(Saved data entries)
● ● ●

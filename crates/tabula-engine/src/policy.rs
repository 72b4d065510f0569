//! Required-field policy bound to a live schema.
//!
//! Rules are stored by field name; before a file is judged they are bound
//! to concrete schema columns once, and every row reuses the bound form.
//! A rule whose name matches no column cannot fail rows; it is reported
//! as missing instead.

use tabula_model::{FieldCheck, FieldSchema, RequiredFieldRule, RowValidation};

use crate::preflight::SheetRow;
use crate::resolve::FieldResolver;

/// One enabled rule, bound to the schema column it governs.
#[derive(Debug, Clone)]
pub struct BoundRule {
    pub field_name: String,
    pub storage_key: String,
    /// Position of the governed field in schema order.
    pub field_index: usize,
    pub message: String,
}

#[derive(Debug, Clone, Default)]
pub struct EffectivePolicy {
    required: Vec<BoundRule>,
    missing: Vec<String>,
}

impl EffectivePolicy {
    /// Bind the enabled rules of a template to `schema`.
    pub fn bind(rules: &[RequiredFieldRule], schema: &FieldSchema) -> Self {
        let resolver = FieldResolver::new(schema);
        let mut required = Vec::new();
        let mut missing = Vec::new();
        for rule in rules.iter().filter(|r| r.required) {
            match resolver.resolve(&rule.field_name) {
                Some(field) => {
                    let field_index = schema
                        .fields
                        .iter()
                        .position(|f| f.storage_key == field.storage_key)
                        .unwrap_or_default();
                    required.push(BoundRule {
                        field_name: rule.field_name.clone(),
                        storage_key: field.storage_key.clone(),
                        field_index,
                        message: rule.violation_message(),
                    });
                }
                None => {
                    log::warn!(
                        "required field '{}' matches no column of template {}",
                        rule.field_name,
                        schema.template_id
                    );
                    missing.push(rule.field_name.clone());
                }
            }
        }
        EffectivePolicy { required, missing }
    }

    pub fn required(&self) -> &[BoundRule] {
        &self.required
    }

    /// Names of enabled rules that bound to no schema column.
    pub fn missing_columns(&self) -> &[String] {
        &self.missing
    }

    pub fn is_empty(&self) -> bool {
        self.required.is_empty()
    }

    /// Judge one data row. Rows fail only on required cells that are
    /// blank; every check carries the rule's violation message.
    pub fn validate_row(&self, row: &SheetRow) -> RowValidation {
        let mut checks = Vec::with_capacity(self.required.len());
        for rule in &self.required {
            let value = row
                .values
                .get(rule.field_index)
                .map(String::as_str)
                .unwrap_or("");
            let empty = value.trim().is_empty();
            checks.push(FieldCheck {
                field_name: rule.field_name.clone(),
                storage_key: Some(rule.storage_key.clone()),
                required: true,
                empty,
                valid: !empty,
                message: empty.then(|| rule.message.clone()),
            });
        }
        RowValidation::from_checks(row.ordinal, row.sheet_row, checks)
    }
}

● ● ●

Work through the entries above line by line, counting each one that includes the word "FieldResolver", and give the final number only.

### [Response below]
2